● TASK INSTRUCTIONS: The only thing to report is how many lines of the data contain the word "EnvFilter".

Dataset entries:
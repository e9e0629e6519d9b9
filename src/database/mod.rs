//! PostgreSQL Database Module
//!
//! Repositories for profiles, rumours, votes and transfers, and `PgStore`,
//! which serves them to the engine through the store traits.

pub mod pool;
pub mod profiles;
pub mod rumours;
pub mod store;
pub mod transfers;
pub mod votes;

pub use pool::DatabasePool;
pub use profiles::ProfileRepository;
pub use rumours::RumourRepository;
pub use store::PgStore;
pub use transfers::TransferRepository;
pub use votes::VoteRepository;

/// Whether a sqlx error carries the given Postgres SQLSTATE code
pub(crate) fn has_code(error: &sqlx::Error, code: &str) -> bool {
    match error {
        sqlx::Error::Database(db) => db.code().as_deref() == Some(code),
        _ => false,
    }
}
//! Savanna operator CLI
//!
//! Generates finalizer keys and inspects finalizer safety files.

use anyhow::Context;
use clap::{Parser, Subcommand};
use savanna_util::{check_config, create_key, inspect_safety_file, UtilConfig};
use std::path::PathBuf;
use tracing_subscriber::EnvFilter;

#[derive(Parser)]
#[command(name = "savanna-util")]
#[command(about = "Operator tooling for Savanna finalizers")]
#[command(version)]
struct Cli {
    /// Log filter used when RUST_LOG is not set
    #[arg(long, global = true, default_value = "info")]
    log_level: String,

    #[command(subcommand)]
    command: Commands,
}

#[derive(Subcommand)]
enum Commands {
    /// BLS key management
    Bls {
        #[command(subcommand)]
        command: BlsCommands,
    },

    /// Finalizer safety file tools
    Safety {
        #[command(subcommand)]
        command: SafetyCommands,
    },
}

#[derive(Subcommand)]
enum BlsCommands {
    /// Generate a finalizer key pair
    CreateKey {
        /// 32-byte hex seed for a deterministic key
        #[arg(long)]
        seed: Option<String>,
    },
}

#[derive(Subcommand)]
enum SafetyCommands {
    /// Print every record of a safety file
    Inspect {
        /// Safety file path
        #[arg(long)]
        file: PathBuf,

        /// Print JSON instead of text
        #[arg(long)]
        json: bool,
    },

    /// Check a node configuration against its safety file
    Check {
        /// TOML configuration path
        #[arg(long)]
        config: PathBuf,
    },
}

fn main() -> anyhow::Result<()> {
    let cli = Cli::parse();

    let filter = EnvFilter::try_from_default_env()
        .or_else(|_| EnvFilter::try_new(&cli.log_level))
        .context("Invalid log level")?;
    tracing_subscriber::fmt()
        .with_env_filter(filter)
        .with_writer(std::io::stderr)
        .init();

    match cli.command {
        Commands::Bls {
            command: BlsCommands::CreateKey { seed },
        } => {
            let pair = create_key(seed.as_deref())?;
            println!("Public key: {}", pair.public_key);
            println!("Private key: {}", pair.private_key);
        }

        Commands::Safety {
            command: SafetyCommands::Inspect { file, json },
        } => {
            let records = inspect_safety_file(&file)?;
            if json {
                println!("{}", serde_json::to_string_pretty(&records)?);
            } else {
                println!("{} record(s) in {}", records.len(), file.display());
                for r in &records {
                    println!("{}", r.public_key);
                    println!("  last_vote_range_start: {}", r.last_vote_range_start);
                    println!(
                        "  last_vote: #{} {} @{}",
                        r.last_vote.block_num, r.last_vote.block_id, r.last_vote.timestamp
                    );
                    println!(
                        "  lock:      #{} {} @{}",
                        r.lock.block_num, r.lock.block_id, r.lock.timestamp
                    );
                }
            }
        }

        Commands::Safety {
            command: SafetyCommands::Check { config },
        } => {
            let loaded = UtilConfig::load(&config)?;
            let base_dir = config
                .parent()
                .map(PathBuf::from)
                .unwrap_or_default();
            let report = check_config(&loaded, &base_dir)?;
            tracing::info!(
                stored = report.stored.len(),
                missing = report.missing.len(),
                inactive = report.inactive.len(),
                "Configuration checked"
            );
            for key in &report.stored {
                println!("stored   {key}");
            }
            for key in &report.missing {
                println!("default  {key}");
            }
            for key in &report.inactive {
                println!("inactive {key}");
            }
        }
    }

    Ok(())
}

● THE COMPLETED TASK: 3